### Supplied data
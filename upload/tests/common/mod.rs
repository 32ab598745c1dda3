// Not every helper is used in every test, so we allow dead code
#![allow(unused_imports, dead_code)]

mod presigners;
pub use presigners::*;
mod test_setup;
pub use test_setup::*;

### Activity
Repeat the records above in full, character for character.

### Reply to the task
filename upload/tests/common/mod.rs
repository 32ab598745c1dda3
// Not every helper is used in every test, so we allow dead code
#![allow(unused_imports, dead_code)]

mod presigners;
pub use presigners::*;
mod test_setup;
pub use test_setup::*;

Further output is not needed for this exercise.